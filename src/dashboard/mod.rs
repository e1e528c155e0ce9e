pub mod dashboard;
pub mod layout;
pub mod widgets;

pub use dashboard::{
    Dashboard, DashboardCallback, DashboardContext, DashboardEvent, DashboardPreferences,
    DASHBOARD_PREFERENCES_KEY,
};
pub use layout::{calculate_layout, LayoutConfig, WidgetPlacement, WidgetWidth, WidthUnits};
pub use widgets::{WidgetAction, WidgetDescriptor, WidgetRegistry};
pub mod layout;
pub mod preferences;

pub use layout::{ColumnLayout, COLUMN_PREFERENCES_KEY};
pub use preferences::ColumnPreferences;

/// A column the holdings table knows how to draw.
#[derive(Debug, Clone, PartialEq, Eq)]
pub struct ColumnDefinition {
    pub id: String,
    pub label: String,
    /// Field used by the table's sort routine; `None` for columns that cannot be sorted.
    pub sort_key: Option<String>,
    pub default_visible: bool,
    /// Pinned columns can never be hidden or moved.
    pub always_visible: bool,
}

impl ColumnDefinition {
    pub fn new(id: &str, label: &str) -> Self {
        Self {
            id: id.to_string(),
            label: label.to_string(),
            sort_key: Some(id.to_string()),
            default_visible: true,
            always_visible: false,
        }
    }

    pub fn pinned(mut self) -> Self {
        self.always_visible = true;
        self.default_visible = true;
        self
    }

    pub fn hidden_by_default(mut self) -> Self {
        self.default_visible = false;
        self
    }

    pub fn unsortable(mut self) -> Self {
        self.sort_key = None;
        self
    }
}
■ ■ ■ ■ ■
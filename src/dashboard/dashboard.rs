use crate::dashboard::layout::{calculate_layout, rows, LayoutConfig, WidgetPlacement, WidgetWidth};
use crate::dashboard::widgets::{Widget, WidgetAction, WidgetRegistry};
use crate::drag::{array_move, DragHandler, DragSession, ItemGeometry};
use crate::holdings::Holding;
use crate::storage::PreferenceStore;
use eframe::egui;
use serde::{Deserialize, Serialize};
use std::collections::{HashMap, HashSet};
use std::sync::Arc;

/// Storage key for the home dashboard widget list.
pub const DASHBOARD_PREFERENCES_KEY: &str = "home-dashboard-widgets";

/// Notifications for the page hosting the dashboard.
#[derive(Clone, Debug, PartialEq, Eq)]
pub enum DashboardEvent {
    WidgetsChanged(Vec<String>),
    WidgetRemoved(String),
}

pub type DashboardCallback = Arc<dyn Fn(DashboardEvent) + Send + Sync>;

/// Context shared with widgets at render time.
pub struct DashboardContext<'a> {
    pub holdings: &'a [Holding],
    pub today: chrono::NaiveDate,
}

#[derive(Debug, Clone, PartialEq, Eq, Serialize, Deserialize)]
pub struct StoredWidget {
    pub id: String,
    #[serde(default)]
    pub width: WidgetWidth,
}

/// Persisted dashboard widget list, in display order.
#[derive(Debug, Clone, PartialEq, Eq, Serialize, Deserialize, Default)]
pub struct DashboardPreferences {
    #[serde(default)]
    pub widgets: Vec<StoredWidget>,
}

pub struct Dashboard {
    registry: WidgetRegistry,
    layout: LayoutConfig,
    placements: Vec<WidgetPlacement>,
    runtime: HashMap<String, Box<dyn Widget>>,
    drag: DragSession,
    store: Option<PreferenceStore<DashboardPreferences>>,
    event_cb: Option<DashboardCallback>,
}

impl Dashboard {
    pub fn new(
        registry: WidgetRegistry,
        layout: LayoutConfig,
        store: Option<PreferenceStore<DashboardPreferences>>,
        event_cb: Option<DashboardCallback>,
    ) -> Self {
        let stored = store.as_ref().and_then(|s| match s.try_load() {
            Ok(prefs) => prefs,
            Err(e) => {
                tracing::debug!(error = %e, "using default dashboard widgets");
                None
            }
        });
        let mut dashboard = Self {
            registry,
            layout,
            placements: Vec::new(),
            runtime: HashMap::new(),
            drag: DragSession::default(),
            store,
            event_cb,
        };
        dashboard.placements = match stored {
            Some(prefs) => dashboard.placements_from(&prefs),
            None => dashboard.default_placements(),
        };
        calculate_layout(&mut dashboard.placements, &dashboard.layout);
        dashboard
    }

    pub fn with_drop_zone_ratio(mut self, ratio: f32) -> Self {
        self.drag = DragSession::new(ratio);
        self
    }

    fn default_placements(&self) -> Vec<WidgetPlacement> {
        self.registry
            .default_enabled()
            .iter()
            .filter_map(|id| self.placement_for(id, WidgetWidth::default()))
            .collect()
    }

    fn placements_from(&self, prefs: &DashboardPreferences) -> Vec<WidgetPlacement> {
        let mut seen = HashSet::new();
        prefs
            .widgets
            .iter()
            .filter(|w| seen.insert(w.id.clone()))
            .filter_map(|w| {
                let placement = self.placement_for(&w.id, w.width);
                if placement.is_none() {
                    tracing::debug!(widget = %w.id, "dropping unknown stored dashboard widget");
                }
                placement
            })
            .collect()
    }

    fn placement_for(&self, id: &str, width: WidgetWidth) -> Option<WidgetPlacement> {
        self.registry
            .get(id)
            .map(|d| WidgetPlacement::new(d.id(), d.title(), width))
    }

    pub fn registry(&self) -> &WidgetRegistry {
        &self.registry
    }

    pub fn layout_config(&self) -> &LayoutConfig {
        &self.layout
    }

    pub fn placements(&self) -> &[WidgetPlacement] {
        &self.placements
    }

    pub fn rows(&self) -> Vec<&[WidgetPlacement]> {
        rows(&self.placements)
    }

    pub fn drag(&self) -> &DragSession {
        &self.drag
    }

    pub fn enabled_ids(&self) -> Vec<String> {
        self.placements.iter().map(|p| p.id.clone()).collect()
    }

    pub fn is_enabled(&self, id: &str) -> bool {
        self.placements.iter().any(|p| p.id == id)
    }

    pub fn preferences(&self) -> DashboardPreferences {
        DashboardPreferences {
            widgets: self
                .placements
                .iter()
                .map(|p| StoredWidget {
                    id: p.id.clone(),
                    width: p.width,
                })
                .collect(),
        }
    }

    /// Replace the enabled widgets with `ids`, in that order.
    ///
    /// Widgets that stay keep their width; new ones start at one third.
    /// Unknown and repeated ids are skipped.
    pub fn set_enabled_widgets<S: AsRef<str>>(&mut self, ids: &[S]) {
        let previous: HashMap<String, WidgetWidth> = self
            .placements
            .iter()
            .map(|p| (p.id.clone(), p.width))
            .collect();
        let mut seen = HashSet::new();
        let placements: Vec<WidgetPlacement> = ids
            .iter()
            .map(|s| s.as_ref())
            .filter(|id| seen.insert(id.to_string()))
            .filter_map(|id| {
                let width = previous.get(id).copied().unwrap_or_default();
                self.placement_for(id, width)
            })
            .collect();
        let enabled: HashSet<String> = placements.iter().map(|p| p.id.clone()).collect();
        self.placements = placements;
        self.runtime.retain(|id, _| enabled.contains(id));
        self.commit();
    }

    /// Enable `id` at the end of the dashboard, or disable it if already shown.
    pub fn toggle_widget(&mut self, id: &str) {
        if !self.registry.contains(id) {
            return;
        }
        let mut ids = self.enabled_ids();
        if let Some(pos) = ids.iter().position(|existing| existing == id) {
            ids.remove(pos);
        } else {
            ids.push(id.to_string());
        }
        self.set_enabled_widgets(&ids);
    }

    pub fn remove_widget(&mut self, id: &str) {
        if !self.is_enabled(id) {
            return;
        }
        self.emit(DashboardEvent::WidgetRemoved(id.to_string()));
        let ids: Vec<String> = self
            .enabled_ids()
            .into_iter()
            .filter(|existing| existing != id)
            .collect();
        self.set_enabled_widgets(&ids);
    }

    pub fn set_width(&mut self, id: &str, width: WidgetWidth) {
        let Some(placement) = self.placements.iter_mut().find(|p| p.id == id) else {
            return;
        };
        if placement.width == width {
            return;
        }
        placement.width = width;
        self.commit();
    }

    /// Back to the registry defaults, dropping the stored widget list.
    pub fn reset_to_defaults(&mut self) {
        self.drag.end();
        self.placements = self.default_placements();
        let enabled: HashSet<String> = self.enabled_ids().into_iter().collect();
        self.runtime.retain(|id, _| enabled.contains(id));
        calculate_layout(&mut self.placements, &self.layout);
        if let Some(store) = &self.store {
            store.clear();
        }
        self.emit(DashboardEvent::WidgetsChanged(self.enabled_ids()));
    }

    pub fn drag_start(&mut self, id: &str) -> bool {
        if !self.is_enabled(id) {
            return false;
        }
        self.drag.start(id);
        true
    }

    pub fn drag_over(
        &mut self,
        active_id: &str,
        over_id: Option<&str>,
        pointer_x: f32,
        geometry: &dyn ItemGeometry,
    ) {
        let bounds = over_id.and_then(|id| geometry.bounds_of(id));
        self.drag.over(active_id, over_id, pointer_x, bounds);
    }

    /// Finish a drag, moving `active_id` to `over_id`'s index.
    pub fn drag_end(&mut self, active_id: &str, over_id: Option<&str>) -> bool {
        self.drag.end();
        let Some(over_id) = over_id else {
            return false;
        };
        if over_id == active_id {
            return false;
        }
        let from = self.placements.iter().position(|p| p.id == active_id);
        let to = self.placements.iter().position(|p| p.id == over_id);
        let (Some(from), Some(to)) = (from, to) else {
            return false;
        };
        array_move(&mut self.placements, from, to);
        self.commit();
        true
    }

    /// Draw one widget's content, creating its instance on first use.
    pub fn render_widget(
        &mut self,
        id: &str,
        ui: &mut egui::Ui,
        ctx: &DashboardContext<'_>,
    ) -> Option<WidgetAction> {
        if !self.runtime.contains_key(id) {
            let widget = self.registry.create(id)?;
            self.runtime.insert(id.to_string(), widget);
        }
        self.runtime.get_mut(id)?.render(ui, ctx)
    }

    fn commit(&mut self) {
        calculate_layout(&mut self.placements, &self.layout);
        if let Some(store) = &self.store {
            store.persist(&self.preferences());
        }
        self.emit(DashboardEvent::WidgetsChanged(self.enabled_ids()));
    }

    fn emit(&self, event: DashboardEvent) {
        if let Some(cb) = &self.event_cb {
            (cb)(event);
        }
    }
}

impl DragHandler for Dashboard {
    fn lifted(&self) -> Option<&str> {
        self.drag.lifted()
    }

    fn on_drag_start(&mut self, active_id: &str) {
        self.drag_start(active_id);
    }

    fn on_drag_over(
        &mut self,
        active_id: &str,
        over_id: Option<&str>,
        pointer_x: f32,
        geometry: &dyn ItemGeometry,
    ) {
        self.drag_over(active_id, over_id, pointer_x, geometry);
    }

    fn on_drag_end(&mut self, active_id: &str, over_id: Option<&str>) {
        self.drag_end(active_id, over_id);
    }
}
■ ■ ■ ■ ■
### Your task
Scan the data above and copy each line containing the word "existing".

### Solution
        if let Some(pos) = ids.iter().position(|existing| existing == id) {
            .filter(|existing| existing != id)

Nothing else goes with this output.